The Court did not adopt Kirtsaeng’s suggestion that the “precedent-setting, law-clarifying value of a decision” (i.e., his case) needs consideration as an attorney’s fee award factor. On this issue, the Court said the significance of a case “may become apparent only in retrospect—sometimes, not until many years later,” and that “district courts are not accustomed to evaluating in real time either the jurisprudential or the on-the-ground import of their rulings.”
The Court did not decide if Mr. Kirtsaeng should recover his attorney’s fees, which amounted to over $2 million incurred over an eight year period while succesfully defending the suit and ultimately receiving a favorable precedent-setting decision. Despite remanding, the Court may have tipped its hand about how it felt on the issue.
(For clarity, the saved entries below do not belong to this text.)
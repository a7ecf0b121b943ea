//! Plain-text dashboard report using comfy-table

use comfy_table::{presets::UTF8_FULL_CONDENSED, Attribute, Cell, CellAlignment, Color, Table};
use console::style;

use crate::pipeline::{
    ChartBody, ChartData, ChurnSummary, Dashboard, KeyMetrics, Metric, ScatterPoint, Section,
};
use crate::utils::{
    format_rate, format_thousands, print_info, print_insight, print_section_header, rate_bar,
};

/// Width of the churn-rate bar column
const BAR_WIDTH: usize = 24;

/// Display value of a metric, `None` when the metric is unavailable
pub fn metric_value(metrics: &KeyMetrics, metric: Metric) -> Option<String> {
    match metric {
        Metric::TotalCustomers => Some(format_thousands(metrics.total_customers as f64)),
        Metric::AttritionRate => Some(
            metrics
                .attrition_rate_pct
                .map(|r| format!("{:.2}%", r))
                .unwrap_or_else(|| "n/a".to_string()),
        ),
        Metric::AvgCreditLimit => metrics
            .avg_credit_limit
            .map(|v| format!("${}", format_thousands(v))),
        Metric::AvgUtilization => metrics.avg_utilization_pct.map(|v| format!("{:.1}%", v)),
        Metric::AvgSpend => metrics.avg_spend.map(|v| format!("${}", format_thousands(v))),
        Metric::AvgTransactions => metrics.avg_transactions.map(|v| format!("{:.0}", v)),
    }
}

/// Available metrics with their display values, in display order
pub fn metric_lines(metrics: &KeyMetrics) -> Vec<(Metric, String)> {
    Metric::ALL
        .iter()
        .filter_map(|m| metric_value(metrics, *m).map(|v| (*m, v)))
        .collect()
}

/// Persona × income grid: (row labels, column labels, rates[row][col])
pub struct Heatmap {
    pub rows: Vec<String>,
    pub columns: Vec<String>,
    pub cells: Vec<Vec<Option<f64>>>,
}

impl Heatmap {
    /// Lay out a two-column summary; keys are (row, column)
    pub fn from_summary(summary: &ChurnSummary) -> Self {
        let mut rows: Vec<String> = Vec::new();
        let mut columns: Vec<String> = Vec::new();
        for g in &summary.groups {
            if let [r, c] = g.key.as_slice() {
                if !rows.contains(r) {
                    rows.push(r.clone());
                }
                if !columns.contains(c) {
                    columns.push(c.clone());
                }
            }
        }
        columns.sort();

        let cells = rows
            .iter()
            .map(|r| {
                columns
                    .iter()
                    .map(|c| summary.rate_of(&[r.as_str(), c.as_str()]))
                    .collect()
            })
            .collect();

        Self {
            rows,
            columns,
            cells,
        }
    }
}

/// Churned vs retained averages of the scatter points
#[derive(Debug, Clone, Copy, PartialEq)]
pub struct ScatterGroup {
    pub customers: usize,
    pub avg_utilization: f64,
    pub avg_spend: f64,
}

pub fn scatter_groups(points: &[ScatterPoint]) -> [(bool, Option<ScatterGroup>); 2] {
    let group = |churned: bool| {
        let members: Vec<&ScatterPoint> = points.iter().filter(|p| p.churned == churned).collect();
        if members.is_empty() {
            return None;
        }
        let n = members.len() as f64;
        Some(ScatterGroup {
            customers: members.len(),
            avg_utilization: members.iter().map(|p| p.utilization).sum::<f64>() / n,
            avg_spend: members.iter().map(|p| p.spend).sum::<f64>() / n,
        })
    };
    [(false, group(false)), (true, group(true))]
}

fn heat_color(rate: f64) -> Color {
    if rate >= 0.3 {
        Color::Red
    } else if rate >= 0.15 {
        Color::Yellow
    } else {
        Color::Green
    }
}

fn new_table(header: Vec<&str>) -> Table {
    let mut table = Table::new();
    table.load_preset(UTF8_FULL_CONDENSED);
    table.set_header(
        header
            .into_iter()
            .map(|h| Cell::new(h).add_attribute(Attribute::Bold))
            .collect::<Vec<_>>(),
    );
    table
}

pub fn metrics_table(metrics: &KeyMetrics) -> Table {
    let mut table = new_table(vec!["Metric", "Value"]);
    for (metric, value) in metric_lines(metrics) {
        let cell = Cell::new(value).set_alignment(CellAlignment::Right);
        let cell = if metric == Metric::AttritionRate {
            cell.fg(Color::Red).add_attribute(Attribute::Bold)
        } else {
            cell
        };
        table.add_row(vec![Cell::new(metric.label()), cell]);
    }
    table
}

pub fn rates_table(summary: &ChurnSummary) -> Table {
    let group_header = summary.group_by.join(" × ");
    let mut table = new_table(vec![group_header.as_str(), "Customers", "Churn Rate", ""]);
    for g in &summary.groups {
        table.add_row(vec![
            Cell::new(g.label()),
            Cell::new(g.customers).set_alignment(CellAlignment::Right),
            Cell::new(format_rate(g.churn_rate, 1))
                .fg(heat_color(g.churn_rate))
                .set_alignment(CellAlignment::Right),
            Cell::new(rate_bar(g.churn_rate, BAR_WIDTH)).fg(Color::DarkYellow),
        ]);
    }
    table
}

pub fn heatmap_table(summary: &ChurnSummary) -> Table {
    let heatmap = Heatmap::from_summary(summary);
    let corner = summary.group_by.join(" \\ ");
    let mut header = vec![corner.as_str()];
    header.extend(heatmap.columns.iter().map(|c| c.as_str()));
    let mut table = new_table(header);

    for (row, cells) in heatmap.rows.iter().zip(&heatmap.cells) {
        let mut line = vec![Cell::new(row).add_attribute(Attribute::Bold)];
        line.extend(cells.iter().map(|cell| match cell {
            Some(rate) => Cell::new(format_rate(*rate, 1))
                .fg(heat_color(*rate))
                .set_alignment(CellAlignment::Right),
            None => Cell::new("·").set_alignment(CellAlignment::Center),
        }));
        table.add_row(line);
    }
    table
}

pub fn scatter_table(points: &[ScatterPoint]) -> Table {
    let mut table = new_table(vec!["Outcome", "Customers", "Avg Utilization", "Avg Spend"]);
    for (churned, group) in scatter_groups(points) {
        let Some(group) = group else { continue };
        let outcome = if churned {
            Cell::new("Churned").fg(Color::Red)
        } else {
            Cell::new("Retained").fg(Color::Green)
        };
        table.add_row(vec![
            outcome,
            Cell::new(group.customers).set_alignment(CellAlignment::Right),
            Cell::new(format_rate(group.avg_utilization, 1)).set_alignment(CellAlignment::Right),
            Cell::new(format!("${}", format_thousands(group.avg_spend)))
                .set_alignment(CellAlignment::Right),
        ]);
    }
    table
}

pub fn chart_table(chart: &ChartData) -> Table {
    match &chart.body {
        ChartBody::Scatter { points } => scatter_table(points),
        ChartBody::Rates(summary) if summary.group_by.len() == 2 => heatmap_table(summary),
        ChartBody::Rates(summary) => rates_table(summary),
    }
}

fn print_indented(table: &Table) {
    for line in table.to_string().lines() {
        println!("    {}", line);
    }
}

/// Print the whole dashboard as plain terminal tables
pub fn print_dashboard(dashboard: &Dashboard) {
    println!();
    println!(
        "    {} {}",
        style("📊").cyan(),
        style("KEY METRICS").white().bold()
    );
    println!("    {}", style("─".repeat(60)).dim());
    print_indented(&metrics_table(&dashboard.metrics));

    for (i, section) in Section::ALL.iter().enumerate() {
        print_section_header(i + 1, section.title());

        let mut drawn = 0;
        for chart in dashboard.charts_in(*section) {
            println!();
            println!("      {}", style(chart.chart.title()).bold());
            if chart.rates().is_some_and(|s| s.is_empty()) {
                print_info("No data for the current filters");
                continue;
            }
            print_indented(&chart_table(chart));
            drawn += 1;
        }
        if drawn == 0 {
            print_info("Not enough columns in this dataset for this section");
        }

        for insight in dashboard
            .insights
            .iter()
            .filter(|i| insight_section(i.kind) == *section)
        {
            println!();
            print_insight(insight.kind.heading(), &insight.text);
        }
    }

    if !dashboard.skipped.is_empty() {
        println!();
        let names: Vec<&str> = dashboard.skipped.iter().map(|c| c.title()).collect();
        print_info(&format!("Skipped (missing columns): {}", names.join(", ")));
    }
}

/// Section an insight is printed under
pub fn insight_section(kind: crate::pipeline::InsightKind) -> Section {
    use crate::pipeline::InsightKind;
    match kind {
        InsightKind::Demographic => Section::Demographics,
        InsightKind::Behavioral => Section::Behavior,
        InsightKind::EarlyWarning => Section::Lifecycle,
        InsightKind::Retention => Section::Retention,
    }
}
The eight justices clearly favored Wiley’s “objective reasonableness” approach because it “advances the Copyright Act’s goals” by encouraging parties “with strong legal positions to stand on their rights and deters those with weak ones from proceeding with litigation.”
Based on this decision and the fact that the losing party/copyright owner put forward reasonable, nonfrivolous, legally tenable arguments, it is likely Kirtsaeng will be on the hook for his attorney’s fees despite his victory in the underlying case, but that will be up to the district court to decide.